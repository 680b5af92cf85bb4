//! Read-side borrowing queries: listings, overdue report and statistics

use std::sync::Arc;

use chrono::Utc;
use uuid::Uuid;

use crate::{
    error::{AppError, AppResult},
    models::borrowing::{BorrowingDetails, BorrowingFilter, BorrowingStats},
    repository::BorrowingStore,
};

#[derive(Clone)]
pub struct BorrowingQueryService {
    store: Arc<dyn BorrowingStore>,
}

impl BorrowingQueryService {
    pub fn new(store: Arc<dyn BorrowingStore>) -> Self {
        Self { store }
    }

    /// List borrowings matching the filter, newest first
    pub async fn list(&self, filter: &BorrowingFilter) -> AppResult<Vec<BorrowingDetails>> {
        self.store.list(filter, Utc::now()).await
    }

    /// All borrowings of one user, newest first
    pub async fn list_by_user(&self, user_id: Uuid) -> AppResult<Vec<BorrowingDetails>> {
        self.list(&BorrowingFilter::for_user(user_id)).await
    }

    pub async fn get(&self, id: Uuid) -> AppResult<BorrowingDetails> {
        self.store
            .details(id, Utc::now())
            .await?
            .ok_or_else(|| AppError::NotFound(format!("Borrowing {} not found", id)))
    }

    /// Active borrowings past their due date, earliest due date first
    pub async fn list_overdue(&self) -> AppResult<Vec<BorrowingDetails>> {
        self.store.list_overdue(Utc::now()).await
    }

    pub async fn stats(&self) -> AppResult<BorrowingStats> {
        let samples = self.store.status_samples().await?;
        Ok(BorrowingStats::tally(samples, Utc::now()))
    }

    /// Check that the store answers
    pub async fn ping(&self) -> AppResult<()> {
        self.store.ping().await
    }
}
//! Biblio library server
//!
//! REST JSON API for the borrowing lifecycle of a library catalog: lending
//! copies, returns, overdue tracking and borrowing statistics.

use std::sync::Arc;

pub mod api;
pub mod config;
pub mod error;
pub mod models;
pub mod repository;
pub mod services;

pub use config::AppConfig;
pub use error::{AppError, AppResult};

/// Application state shared across all handlers
#[derive(Clone)]
pub struct AppState {
    pub config: Arc<AppConfig>,
    pub services: Arc<services::Services>,
}
//! API handlers for Biblio REST endpoints

pub mod borrowings;
pub mod health;
pub mod openapi;

use axum::{
    async_trait,
    extract::FromRequestParts,
    http::{request::Parts, HeaderValue},
    routing::{get, patch},
    RequestPartsExt, Router,
};
use axum_extra::{
    headers::{authorization::Bearer, Authorization},
    TypedHeader,
};
use tower_http::{
    compression::CompressionLayer,
    cors::{Any, CorsLayer},
    trace::TraceLayer,
};

use crate::{config::CorsConfig, error::AppError, models::user::UserClaims, AppState};

/// Extractor for authenticated user from JWT token
pub struct AuthenticatedUser(pub UserClaims);

#[async_trait]
impl FromRequestParts<AppState> for AuthenticatedUser {
    type Rejection = AppError;

    async fn from_request_parts(parts: &mut Parts, state: &AppState) -> Result<Self, Self::Rejection> {
        let TypedHeader(Authorization(bearer)) = parts
            .extract::<TypedHeader<Authorization<Bearer>>>()
            .await
            .map_err(|_| AppError::Authentication("Missing or malformed bearer token".to_string()))?;

        let claims = UserClaims::from_token(bearer.token(), &state.config.auth.jwt_secret)
            .map_err(|e| AppError::Authentication(e.to_string()))?;

        Ok(AuthenticatedUser(claims))
    }
}

/// Create the application router with all routes
pub fn create_router(state: AppState) -> Router {
    let cors = cors_layer(&state.config.cors);

    let api = Router::new()
        // Health check
        .route("/health", get(health::health_check))
        .route("/ready", get(health::readiness_check))
        // Borrowings
        .route(
            "/borrowings",
            get(borrowings::list_borrowings).post(borrowings::create_borrowing),
        )
        .route("/borrowings/my-borrowings", get(borrowings::my_borrowings))
        .route("/borrowings/overdue/list", get(borrowings::list_overdue))
        .route("/borrowings/stats/overview", get(borrowings::stats_overview))
        .route(
            "/borrowings/:id",
            get(borrowings::get_borrowing)
                .patch(borrowings::update_borrowing)
                .delete(borrowings::delete_borrowing),
        )
        .route("/borrowings/:id/return", patch(borrowings::return_borrowing))
        .with_state(state);

    Router::new()
        .nest("/api", api)
        .merge(openapi::create_openapi_router())
        .layer(CompressionLayer::new())
        .layer(TraceLayer::new_for_http())
        .layer(cors)
}

fn cors_layer(config: &CorsConfig) -> CorsLayer {
    let layer = CorsLayer::new().allow_methods(Any).allow_headers(Any);

    if config.allowed_origin == "*" {
        return layer.allow_origin(Any);
    }

    match HeaderValue::from_str(&config.allowed_origin) {
        Ok(origin) => layer.allow_origin(origin),
        Err(_) => {
            tracing::warn!(
                origin = %config.allowed_origin,
                "Invalid CORS origin, cross-origin requests will be refused"
            );
            layer
        }
    }
}
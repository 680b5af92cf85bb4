//! Borrowing (loan) model and related types

use chrono::{DateTime, NaiveDate, NaiveDateTime, TimeZone, Utc};
use serde::{Deserialize, Serialize};
use sqlx::{Decode, Encode, FromRow, Postgres};
use utoipa::{IntoParams, ToSchema};
use uuid::Uuid;
use validator::Validate;

use super::{book::BookSummary, user::UserSummary};
use crate::error::{AppError, AppResult};

/// Stored borrowing status. Overdue is derived, never stored.
#[derive(Debug, Clone, Copy, PartialEq, Eq, Serialize, Deserialize, ToSchema)]
#[serde(rename_all = "lowercase")]
pub enum BorrowingStatus {
    Borrowed,
    Returned,
}

impl BorrowingStatus {
    pub fn as_str(&self) -> &'static str {
        match self {
            BorrowingStatus::Borrowed => "borrowed",
            BorrowingStatus::Returned => "returned",
        }
    }
}

impl std::fmt::Display for BorrowingStatus {
    fn fmt(&self, f: &mut std::fmt::Formatter<'_>) -> std::fmt::Result {
        write!(f, "{}", self.as_str())
    }
}

impl std::str::FromStr for BorrowingStatus {
    type Err = String;

    fn from_str(s: &str) -> Result<Self, Self::Err> {
        match s.to_lowercase().as_str() {
            "borrowed" => Ok(BorrowingStatus::Borrowed),
            "returned" => Ok(BorrowingStatus::Returned),
            _ => Err(format!("Invalid borrowing status: {}", s)),
        }
    }
}

impl sqlx::Type<Postgres> for BorrowingStatus {
    fn type_info() -> sqlx::postgres::PgTypeInfo {
        <String as sqlx::Type<Postgres>>::type_info()
    }
}

impl<'r> Decode<'r, Postgres> for BorrowingStatus {
    fn decode(value: sqlx::postgres::PgValueRef<'r>) -> Result<Self, sqlx::error::BoxDynError> {
        let s: String = Decode::<Postgres>::decode(value)?;
        s.parse().map_err(|e: String| e.into())
    }
}

impl Encode<'_, Postgres> for BorrowingStatus {
    fn encode_by_ref(&self, buf: &mut sqlx::postgres::PgArgumentBuffer) -> sqlx::encode::IsNull {
        let s: String = self.as_str().to_string();
        <String as Encode<Postgres>>::encode(s, buf)
    }
}

/// An active loan whose due date has passed
pub fn is_overdue(status: BorrowingStatus, due_date: DateTime<Utc>, now: DateTime<Utc>) -> bool {
    status == BorrowingStatus::Borrowed && due_date < now
}

/// Borrowing model from database
#[derive(Debug, Clone, PartialEq, Serialize, Deserialize, FromRow, ToSchema)]
pub struct Borrowing {
    pub id: Uuid,
    pub user_id: Uuid,
    pub book_id: Uuid,
    pub borrowed_at: DateTime<Utc>,
    pub due_date: DateTime<Utc>,
    pub returned_at: Option<DateTime<Utc>>,
    pub status: BorrowingStatus,
    pub notes: Option<String>,
    pub created_at: DateTime<Utc>,
    pub updated_at: DateTime<Utc>,
}

impl Borrowing {
    pub fn is_active(&self) -> bool {
        self.status == BorrowingStatus::Borrowed
    }

    pub fn is_overdue(&self, now: DateTime<Utc>) -> bool {
        is_overdue(self.status, self.due_date, now)
    }
}

/// Borrowing joined with its user and book for display
#[derive(Debug, Clone, Serialize, Deserialize, ToSchema)]
pub struct BorrowingDetails {
    #[serde(flatten)]
    pub borrowing: Borrowing,
    pub user: Option<UserSummary>,
    pub book: Option<BookSummary>,
    pub is_overdue: bool,
}

impl BorrowingDetails {
    pub fn new(
        borrowing: Borrowing,
        user: Option<UserSummary>,
        book: Option<BookSummary>,
        now: DateTime<Utc>,
    ) -> Self {
        let is_overdue = borrowing.is_overdue(now);
        Self {
            borrowing,
            user,
            book,
            is_overdue,
        }
    }
}

/// Parse a due date given as an RFC 3339 timestamp, a naive `YYYY-MM-DDTHH:MM:SS`
/// timestamp (read as UTC) or a `YYYY-MM-DD` calendar date. A bare date is due
/// at the end of that day.
pub fn parse_due_date(raw: &str) -> AppResult<DateTime<Utc>> {
    let raw = raw.trim();
    if raw.is_empty() {
        return Err(AppError::Validation("due_date is required".to_string()));
    }

    if let Ok(ts) = DateTime::parse_from_rfc3339(raw) {
        return Ok(ts.with_timezone(&Utc));
    }

    if let Ok(naive) = NaiveDateTime::parse_from_str(raw, "%Y-%m-%dT%H:%M:%S") {
        return Ok(Utc.from_utc_datetime(&naive));
    }

    if let Ok(date) = NaiveDate::parse_from_str(raw, "%Y-%m-%d") {
        if let Some(end_of_day) = date.and_hms_opt(23, 59, 59) {
            return Ok(Utc.from_utc_datetime(&end_of_day));
        }
    }

    Err(AppError::Validation(format!(
        "Invalid due_date '{}': expected YYYY-MM-DD or an RFC 3339 timestamp",
        raw
    )))
}

/// Create borrowing command, as received from the API layer
#[derive(Debug, Clone)]
pub struct CreateBorrowing {
    pub user_id: Uuid,
    pub book_id: Option<Uuid>,
    pub due_date: Option<String>,
    pub notes: Option<String>,
}

/// Validated borrowing ready to be inserted
#[derive(Debug, Clone, PartialEq)]
pub struct NewBorrowing {
    pub user_id: Uuid,
    pub book_id: Uuid,
    pub borrowed_at: DateTime<Utc>,
    pub due_date: DateTime<Utc>,
    pub notes: Option<String>,
}

impl CreateBorrowing {
    /// Check required inputs and resolve the due date, which must fall on
    /// today or a later calendar day.
    pub fn validate(self, now: DateTime<Utc>) -> AppResult<NewBorrowing> {
        let book_id = self
            .book_id
            .ok_or_else(|| AppError::Validation("book_id and due_date are required".to_string()))?;
        let raw_due = self
            .due_date
            .ok_or_else(|| AppError::Validation("book_id and due_date are required".to_string()))?;

        let due_date = parse_due_date(&raw_due)?;
        if due_date.date_naive() < now.date_naive() {
            return Err(AppError::Validation(format!(
                "due_date {} is in the past",
                due_date.date_naive()
            )));
        }

        Ok(NewBorrowing {
            user_id: self.user_id,
            book_id,
            borrowed_at: now,
            due_date,
            notes: self.notes.filter(|n| !n.trim().is_empty()),
        })
    }
}

/// Update borrowing request (admin/librarian)
#[derive(Debug, Clone, Default, Deserialize, Validate, ToSchema)]
pub struct UpdateBorrowing {
    /// Corrected due date (YYYY-MM-DD or RFC 3339)
    pub due_date: Option<String>,
    /// New notes; an empty or blank string clears them
    #[validate(length(max = 1000, message = "Notes must be at most 1000 characters"))]
    pub notes: Option<String>,
    /// Only `returned` on an active loan is accepted; it performs a return
    pub status: Option<BorrowingStatus>,
}

/// Field changes that have no effect on the ledger
#[derive(Debug, Clone, Default, PartialEq)]
pub struct BorrowingPatch {
    pub due_date: Option<DateTime<Utc>>,
    /// `Some("")` clears the notes
    pub notes: Option<String>,
}

impl BorrowingPatch {
    pub fn is_empty(&self) -> bool {
        self.due_date.is_none() && self.notes.is_none()
    }
}

impl UpdateBorrowing {
    /// Split into the plain field patch and the requested status, if any
    pub fn into_parts(self) -> AppResult<(BorrowingPatch, Option<BorrowingStatus>)> {
        let due_date = self.due_date.as_deref().map(parse_due_date).transpose()?;
        Ok((
            BorrowingPatch {
                due_date,
                notes: self
                    .notes
                    .map(|n| if n.trim().is_empty() { String::new() } else { n }),
            },
            self.status,
        ))
    }
}

/// Borrowing list filters; all optional, combined with AND
#[derive(Debug, Clone, Default, Deserialize, IntoParams, ToSchema)]
#[into_params(parameter_in = Query)]
pub struct BorrowingFilter {
    pub status: Option<BorrowingStatus>,
    pub user_id: Option<Uuid>,
    pub book_id: Option<Uuid>,
    /// Only borrowings whose due date has passed
    pub overdue: Option<bool>,
}

impl BorrowingFilter {
    pub fn for_user(user_id: Uuid) -> Self {
        Self {
            user_id: Some(user_id),
            ..Default::default()
        }
    }

    pub fn matches(&self, borrowing: &Borrowing, now: DateTime<Utc>) -> bool {
        self.status.map_or(true, |s| borrowing.status == s)
            && self.user_id.map_or(true, |id| borrowing.user_id == id)
            && self.book_id.map_or(true, |id| borrowing.book_id == id)
            && (self.overdue != Some(true) || borrowing.due_date < now)
    }
}

/// Status and due date of one borrowing, enough to compute statistics
#[derive(Debug, Clone, Copy, FromRow)]
pub struct StatusSample {
    pub status: BorrowingStatus,
    pub due_date: DateTime<Utc>,
}

/// Aggregate borrowing counts
#[derive(Debug, Clone, Copy, Default, PartialEq, Eq, Serialize, Deserialize, ToSchema)]
pub struct BorrowingStats {
    pub total: i64,
    pub borrowed: i64,
    pub returned: i64,
    pub overdue: i64,
}

impl BorrowingStats {
    pub fn tally<I>(samples: I, now: DateTime<Utc>) -> Self
    where
        I: IntoIterator<Item = StatusSample>,
    {
        samples.into_iter().fold(Self::default(), |mut stats, sample| {
            stats.total += 1;
            match sample.status {
                BorrowingStatus::Borrowed => stats.borrowed += 1,
                BorrowingStatus::Returned => stats.returned += 1,
            }
            if is_overdue(sample.status, sample.due_date, now) {
                stats.overdue += 1;
            }
            stats
        })
    }
}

******

Instructions to follow: Write out exactly the lines from the start of the material through the line with "and borrowing statistics.". No other output is expected.

Result for this task:
repository 680b5af92cf85bb4
//! Read-side borrowing queries: listings, overdue report and statistics

use std::sync::Arc;

use chrono::Utc;
use uuid::Uuid;

use crate::{
    error::{AppError, AppResult},
    models::borrowing::{BorrowingDetails, BorrowingFilter, BorrowingStats},
    repository::BorrowingStore,
};

#[derive(Clone)]
pub struct BorrowingQueryService {
    store: Arc<dyn BorrowingStore>,
}

impl BorrowingQueryService {
    pub fn new(store: Arc<dyn BorrowingStore>) -> Self {
        Self { store }
    }

    /// List borrowings matching the filter, newest first
    pub async fn list(&self, filter: &BorrowingFilter) -> AppResult<Vec<BorrowingDetails>> {
        self.store.list(filter, Utc::now()).await
    }

    /// All borrowings of one user, newest first
    pub async fn list_by_user(&self, user_id: Uuid) -> AppResult<Vec<BorrowingDetails>> {
        self.list(&BorrowingFilter::for_user(user_id)).await
    }

    pub async fn get(&self, id: Uuid) -> AppResult<BorrowingDetails> {
        self.store
            .details(id, Utc::now())
            .await?
            .ok_or_else(|| AppError::NotFound(format!("Borrowing {} not found", id)))
    }

    /// Active borrowings past their due date, earliest due date first
    pub async fn list_overdue(&self) -> AppResult<Vec<BorrowingDetails>> {
        self.store.list_overdue(Utc::now()).await
    }

    pub async fn stats(&self) -> AppResult<BorrowingStats> {
        let samples = self.store.status_samples().await?;
        Ok(BorrowingStats::tally(samples, Utc::now()))
    }

    /// Check that the store answers
    pub async fn ping(&self) -> AppResult<()> {
        self.store.ping().await
    }
}
//! Biblio library server
//!
//! REST JSON API for the borrowing lifecycle of a library catalog: lending
//! copies, returns, overdue tracking and borrowing statistics.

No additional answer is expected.